June 30, 2021 at 07:35 pm
Ray S. Eñano
The telecom sector in the Philippines is zooming just in the right time. From its fledgling state a few years back, the telecommunications industry has become vibrant, competitive and fast-evolving.
The telecom progress is one of the unheralded accomplishments of the government. President Rodrigo Duterte’s hands-on approach in solving the problems of the sector has righted the ship. Internet usage in the Philippines has surged by as much as 500 percent since the beginning of the COVID-19 pandemic.
A number of factors have contributed to the sector’s quick turnaround. For starters, President Duterte allowed a third major telco player to compete with dominant players Globe Telecom Inc. and Smart Communications Inc., and ordered local government units in July last year to speed up the release of permits related to the rollout of infrastructure.
Following the directive, a total of 1,636 permits were issued for DITO, Globe and Smart in 2019, and 6,451 permits the following year.
The National Telecommunications Commission reported that from January to April 2021, 2,789 permits have already been issued to telcos. The increase in permits resulted in more towers built.
Telecom companies in 2019 built 1,746 towers and by 2020, a total of 4,337 towers were constructed, or up 148 percent. The NTC said telcos have built 1,672 towers as of April this year. The Philippines now 24,614 cellular towers to date. Globe accounted for 10,941 towers, while Smart built 10,433. DITO has erected 3,240 towers.
Telcos continue to invest heavily on their fiber optic network with a total of 846,323 cable-kilometers already laid out across the Philippines to date, up 16.5 percent from 726,705 cable-kilometers completed at the end of 2020.
Smart has the widest network with 497,700 cable-kilometers of fiber optic built. Converge ICT Solutions Inc. laid out 260,030 cable-kilometers while Globe has 72,573 cable-kilometers and DITO with 16,020 cable-kilometers.

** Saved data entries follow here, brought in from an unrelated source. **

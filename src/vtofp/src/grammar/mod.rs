//! Extraction rules for the VTOL VR mission/map text format.
//!
//! Decoded `.vts` and `.vtm` files are trees of named blocks:
//!
//! ```text
//! UNITS
//! {
//!     UnitSpawner
//!     {
//!         unitName = Enemy Tank Co
//!         UnitFields
//!         {
//!             unitGroup = Enemy:Alpha
//!         }
//!     }
//! }
//! PATHS
//! ```
//!
//! Every rule here is best-effort: a missing block or key yields the rule's
//! default (or an empty collection), never an error. Rules that read from a
//! section first isolate the section with [`region`] and only scan inside it.

mod bases;
mod briefing;
mod map;
mod mission;
mod units;

pub use bases::{bases, Base, UNKNOWN_BASE, UNKNOWN_ID, UNKNOWN_TEAM};
pub use briefing::{briefing_notes, clean_note};
pub use map::{map_info, terrain_type, MapInfo, UNKNOWN_TERRAIN};
pub use mission::{
    aircraft, mission_info, mission_name, objectives, waypoints, MissionInfo, Waypoint,
    UNKNOWN_AIRCRAFT, UNKNOWN_MISSION,
};
pub use units::{units, Team, Unit};

fn is_ident_byte(byte: u8) -> bool {
    byte.is_ascii_alphanumeric() || byte == b'_'
}

/// Offset of the next `keyword` at or after `from` that starts an identifier
fn next_keyword(text: &str, keyword: &str, from: usize) -> Option<usize> {
    let mut at = from;
    while let Some(found) = text.get(at..)?.find(keyword) {
        let offset = at + found;
        if offset == 0 || !is_ident_byte(text.as_bytes()[offset - 1]) {
            return Some(offset);
        }
        at = offset + keyword.len();
    }
    None
}

/// All offsets of `keyword` that start an identifier
fn keyword_offsets<'a>(text: &'a str, keyword: &'a str) -> impl Iterator<Item = usize> + 'a {
    let mut cursor = 0;
    std::iter::from_fn(move || {
        let offset = next_keyword(text, keyword, cursor)?;
        cursor = offset + keyword.len();
        Some(offset)
    })
}

fn skip_while(text: &str, at: usize, pred: impl Fn(u8) -> bool) -> usize {
    at + text.as_bytes()[at.min(text.len())..]
        .iter()
        .take_while(|&&b| pred(b))
        .count()
}

/// Skip spaces and tabs
fn skip_inline_ws(text: &str, at: usize) -> usize {
    skip_while(text, at, |b| b == b' ' || b == b'\t')
}

/// Skip any ASCII whitespace, line breaks included
fn skip_ws(text: &str, at: usize) -> usize {
    skip_while(text, at, |b| b.is_ascii_whitespace())
}

/// Text up to (not including) the next line break
fn line_rest(text: &str) -> &str {
    let end = text.find(|c: char| c == '\n' || c == '\r').unwrap_or(text.len());
    &text[..end]
}

/// If `key` at `offset` is followed by `=`, the offset where its value starts
fn assignment_value(text: &str, offset: usize, key: &str) -> Option<usize> {
    let eq = skip_inline_ws(text, offset + key.len());
    if text.as_bytes().get(eq) != Some(&b'=') {
        return None;
    }
    Some(skip_inline_ws(text, eq + 1))
}

/// Raw values of every `key = value` line, in document order
///
/// Each value runs to the end of its line and is not trimmed.
fn assignments<'a>(text: &'a str, key: &'a str) -> impl Iterator<Item = &'a str> + 'a {
    keyword_offsets(text, key)
        .filter_map(move |offset| assignment_value(text, offset, key))
        .map(move |start| line_rest(&text[start..]))
}

/// The first non-empty `key = value`, trimmed
fn first_assignment<'a>(text: &'a str, key: &'a str) -> Option<&'a str> {
    assignments(text, key).map(str::trim).find(|v| !v.is_empty())
}

/// Leading run of bytes matching `pred`, if non-empty
fn leading(value: &str, pred: impl Fn(u8) -> bool) -> Option<&str> {
    let len = skip_while(value, 0, pred);
    (len > 0).then(|| &value[..len])
}

/// Offset just past `keyword {`, if `keyword` at `offset` opens a block
fn block_body_start(text: &str, offset: usize, keyword: &str) -> Option<usize> {
    let brace = skip_ws(text, offset + keyword.len());
    (text.as_bytes().get(brace) == Some(&b'{')).then_some(brace + 1)
}

/// Body of the section `open { ... } terminator`
///
/// The section ends at the first `}` that is followed (after optional
/// whitespace) by `terminator`. Returns None if the section or its
/// terminator is missing.
pub fn region<'a>(text: &'a str, open: &'a str, terminator: &str) -> Option<&'a str> {
    let body_start = keyword_offsets(text, open)
        .find_map(|offset| block_body_start(text, offset, open))?;

    text[body_start..]
        .match_indices('}')
        .map(|(i, _)| body_start + i)
        .find(|&close| text[skip_ws(text, close + 1)..].starts_with(terminator))
        .map(|close| &text[body_start..close])
}

/// Bodies of every `keyword { ... }` block, each cut at its first `}`
///
/// Only suitable for leaf blocks that contain no nested braces.
fn leaf_blocks<'a>(text: &'a str, keyword: &'a str) -> impl Iterator<Item = &'a str> + 'a {
    let mut cursor = 0;
    std::iter::from_fn(move || loop {
        let offset = next_keyword(text, keyword, cursor)?;
        let Some(body_start) = block_body_start(text, offset, keyword) else {
            cursor = offset + keyword.len();
            continue;
        };
        let close = body_start + text[body_start..].find('}')?;
        cursor = close + 1;
        return Some(&text[body_start..close]);
    })
}

/// Bodies of repeated sibling `keyword { ... }` entries
///
/// Each entry runs from its opening brace up to the next entry (or the end of
/// `text`), so nested blocks stay inside their parent entry.
fn entries<'a>(text: &'a str, keyword: &'a str) -> Vec<&'a str> {
    let starts: Vec<(usize, usize)> = keyword_offsets(text, keyword)
        .filter_map(|offset| block_body_start(text, offset, keyword).map(|body| (offset, body)))
        .collect();

    starts
        .iter()
        .enumerate()
        .map(|(i, &(_, body_start))| {
            let end = starts.get(i + 1).map_or(text.len(), |&(next, _)| next);
            &text[body_start..end]
        })
        .collect()
}

#[cfg(test)]
mod tests {
    use super::*;

    #[test]
    fn test_keyword_requires_identifier_boundary() {
        let text = "unitID = 4\nid = 7\nvalid = 1";
        let offsets: Vec<usize> = keyword_offsets(text, "id").collect();
        assert_eq!(offsets, vec![11]);
    }

    #[test]
    fn test_assignments_in_order() {
        let text = "a = 1\nb = 2\n  a\t=  three  \r\na=\n";
        let values: Vec<&str> = assignments(text, "a").collect();
        assert_eq!(values, vec!["1", "three  ", ""]);
        assert_eq!(first_assignment(text, "a"), Some("1"));
        assert_eq!(first_assignment(text, "missing"), None);
    }

    #[test]
    fn test_assignment_needs_equals() {
        assert_eq!(first_assignment("vehicle FA-26B\n", "vehicle"), None);
    }

    #[test]
    fn test_region_stops_at_terminated_brace() {
        let text = "UNITS\n{\n\tA\n\t{\n\t}\n}\nPATHS\n{\n}";
        assert_eq!(region(text, "UNITS", "PATHS"), Some("\n\tA\n\t{\n\t}\n"));
    }

    #[test]
    fn test_region_missing_terminator() {
        assert_eq!(region("UNITS { a = 1 }", "UNITS", "PATHS"), None);
        assert_eq!(region("nothing here", "UNITS", "PATHS"), None);
    }

    #[test]
    fn test_region_skips_keyword_without_brace() {
        let text = "UNITS = 3\nUNITS { x } PATHS";
        assert_eq!(region(text, "UNITS", "PATHS"), Some(" x "));
    }

    #[test]
    fn test_leaf_blocks() {
        let text = "BaseInfo { id = 1 } junk BaseInfo\n{\nid = 2\n}\nBaseInfo";
        let bodies: Vec<&str> = leaf_blocks(text, "BaseInfo").collect();
        assert_eq!(bodies, vec![" id = 1 ", "\nid = 2\n"]);
    }

    #[test]
    fn test_entries_keep_nested_blocks() {
        let text = "S { a { } } S { b }";
        assert_eq!(entries(text, "S"), vec![" a { } } ", " b }"]);
    }

    #[test]
    fn test_leading() {
        assert_eq!(leading("42 rest", |b| b.is_ascii_digit()), Some("42"));
        assert_eq!(leading("x42", |b| b.is_ascii_digit()), None);
    }
}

Converge’s emergence as major service provider has heightened competition in the industry. It disrupted the duopoly when it offered its pure fiber internet service that is faster and more affordable. Amid the pandemic, it was able to more than double its fiber backbone and nearly double its subscriber base.
Converge aims to reach 55 percent of Philippine households by 2025. As of end-March, its end-to-end fiber network already passed 7.1 million homes, or around 35 percent of the population, as it recently connected Visayas and Mindanao to its national fiber backbone.
With all these developments, Ookla (the global leader in mobile and broadband network intelligence) said Philippine fixed broadband speed now ranks 65th out of 180 countries, while ranking 77th out of 137 countries in mobile. The steep climb in rankings is phenomenal. The country’s average download speeds for fixed broadband only last November 2020 ranked 103rd and 110th for mobile globally.
Out of 50 countries in Asia, the country’s internet speed now placed 17th for fixed broadband and 23rd for mobile. In Asia-Pacific, the Philippines ranked 14th for fixed broadband and 12th for mobile out of 46 countries.
The Philippines is now in the middle of the pack in ASEAN, ranking 5th in both fixed broadband and mobile out of 10 countries.
Ookla’s report on the latest fixed broadband download speed represent a big improvement of 642.50 percent since the Duterte administration came in in July 2016. Meanwhile, the latest mobile speed represents an improvement of 329.70 percent during the same timeframe.
The fast-tracking of telco infrastructure rollout, meanwhile, is expected to continue as more LGUs comply with President Duterte’s directive. The NTC, PLDT Inc. Globe, Converge and DITO also welcomed the Department of Public Works and Highways’ initiative to allow telecommunication companies to occupy a portion of the government’s right of way (ROW) as part of the government’s thrust to ensure internet connectivity throughout the country. The new DPWH directive will help speed up implementation of telco infrastructure projects, especially along national roads.
In a world where digitization is being sped up to meet the challenges brought about by the COVID-19 pandemic, the country’s significant improvement in providing better telco and internet services may just be the administration greatest achievement.
The next president should sustain the gains of the administration until that time when Philippine telcos finally belong to the elite group of internet providers in the world.